It's the Eve of Samhain in the Royal Hall at Cruachan.

The fires burn, the mead flows freely; already people have begun to draw indoors. For this night, of all nights, is indeed dark and full of terrors.

While waiting for the feast to be served, Aillil proposes a feat: Who will dare to tie a withy around the ankle of the corpse that hangs from the gallows on the hill of Cruachan?

One by one the heroes try. One by one, they return in fear and failure.

Then Nera mac Niadhain says: I'll do it.

So begins James Stephen's classic 1924 Celtic Revival novel, In the Land of Youth. Based on the Old Irish epic Echtra Neraí (Nera's Adventure), it tells an exciting tale of love, war, and the Other Side. You'll never forget the burning of Cruachan, seat of kings.

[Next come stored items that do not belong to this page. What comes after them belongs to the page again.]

//! nlset command - manage hash:net ipsets over netlink.

mod commands;

use std::path::PathBuf;

use clap::{Parser, Subcommand};
use nlset::Session;

use commands::Output;

#[derive(Parser)]
#[command(name = "nlset", version, about = "Manage hash:net ipsets")]
struct Cli {
    /// Output JSON.
    #[arg(short = 'j', long, global = true)]
    json: bool,

    /// Pretty print JSON.
    #[arg(short = 'p', long, global = true)]
    pretty: bool,

    /// Run inside a network namespace (name under /var/run/netns or a path).
    #[arg(short = 'n', long, global = true, value_name = "NETNS")]
    netns: Option<String>,

    #[command(subcommand)]
    command: Command,
}

#[derive(Subcommand)]
enum Command {
    /// Create a hash:net set.
    #[command(visible_alias = "n")]
    Create(commands::set::CreateCmd),

    /// Destroy a set.
    #[command(visible_alias = "x")]
    Destroy(commands::set::NameCmd),

    /// Remove every entry from a set.
    #[command(visible_alias = "f")]
    Flush(commands::set::NameCmd),

    /// Add an entry to a set.
    #[command(visible_alias = "a")]
    Add(commands::entry::AddCmd),

    /// Delete an entry from a set.
    #[command(visible_alias = "d")]
    Del(commands::entry::DelCmd),

    /// Test whether an entry is in a set (exit status 1 when absent).
    #[command(visible_alias = "t")]
    Test(commands::entry::TestCmd),

    /// Show negotiated protocol and set type information.
    Info(commands::info::InfoCmd),
}

fn open_session(netns: Option<&str>) -> nlset::Result<Session> {
    match netns {
        Some(ns) if ns.contains('/') => Session::open_in_namespace_path(ns),
        Some(ns) => Session::open_in_namespace_path(PathBuf::from("/var/run/netns").join(ns)),
        None => Session::open(),
    }
}

fn main() -> anyhow::Result<()> {
    // Initialize tracing
    tracing_subscriber::fmt()
        .with_writer(std::io::stderr)
        .with_env_filter(
            tracing_subscriber::EnvFilter::from_default_env()
                .add_directive(tracing::Level::WARN.into()),
        )
        .init();

    let cli = Cli::parse();

    let out = Output {
        json: cli.json,
        pretty: cli.pretty,
    };

    let mut session = match open_session(cli.netns.as_deref()) {
        Ok(session) => session,
        Err(e) => {
            eprintln!("Error: {}", e);
            std::process::exit(1);
        }
    };

    // Ok(false) means the command ran but reports a negative answer.
    let result = match cli.command {
        Command::Create(cmd) => cmd.run(&mut session).map(|()| true),
        Command::Destroy(cmd) => cmd.destroy(&mut session).map(|()| true),
        Command::Flush(cmd) => cmd.flush(&mut session).map(|()| true),
        Command::Add(cmd) => cmd.run(&mut session).map(|()| true),
        Command::Del(cmd) => cmd.run(&mut session).map(|()| true),
        Command::Test(cmd) => cmd.run(&mut session, &out),
        Command::Info(cmd) => cmd.run(&mut session, &out).map(|()| true),
    };

    match result {
        Ok(true) => {}
        Ok(false) => std::process::exit(1),
        Err(e) => {
            eprintln!("Error: {}", e);
            std::process::exit(1);
        }
    }

    session.close()?;
    Ok(())
}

Irish writer James Stephens (1880-1950) is perhaps best-remembered these days for his lyrical novel The Crock of Gold. But In the Land of Youth, while sharing this evocative work's lapidary diction and delicate grace-notes of humor, nonetheless gives Crock a run for its mythic money.

In the Land of Youth reads quickly—you'll really want to find out what happens next—but it's worth slowing down, or even reading aloud, in order to savor the precision and delicacy of Stephens' jewel-like, enameled prose. This is Art Deco Celticism, with all the advantages (and disadvantages) that that phrase implies.

Alas, his description of the inner workings of the world of the Sidhe have not aged well. Too bound to the pop-psychology of his day, they seem dated, precious, and (in this setting) glaringly inauthentic.

But ye gods! His ability to draw character, and to see piercingly into the dark heart of human complexity.

"There's only one thing that a man loves more than he loves a woman," says Maeve.

"And what might that be?" asks Ferdia.

"Another man," says Maeve.

Ferdia thinks immediately of Cuchulain, his beloved heart-friend since boyhood.

But he doesn't say anything.

Maeve's comment is both test and taunt, a dark foreshadowing of what will, and must, be. Eventually, shamed into the act by a scheming, desperate Maeve, Ferdia will meet Cuchulain in hand-to-hand combat, and so die by the hand of the one he loves best in the world.

James Stephens' In the Land of Youth reads like a draught from the Cauldron of Memory. Myself, I read it anew every year at this time.

This Samhain, build a fire, pour some mead, and give In the Land of Youth a read. And better it be if you read it out loud to your friends.

For as A Christmas Carol is to Christmas, so is In the Land of Youth to Samhain.

For the night is dark indeed, and full of terrors.

Above: John Duncan, The Riders of the Sidhe (1911)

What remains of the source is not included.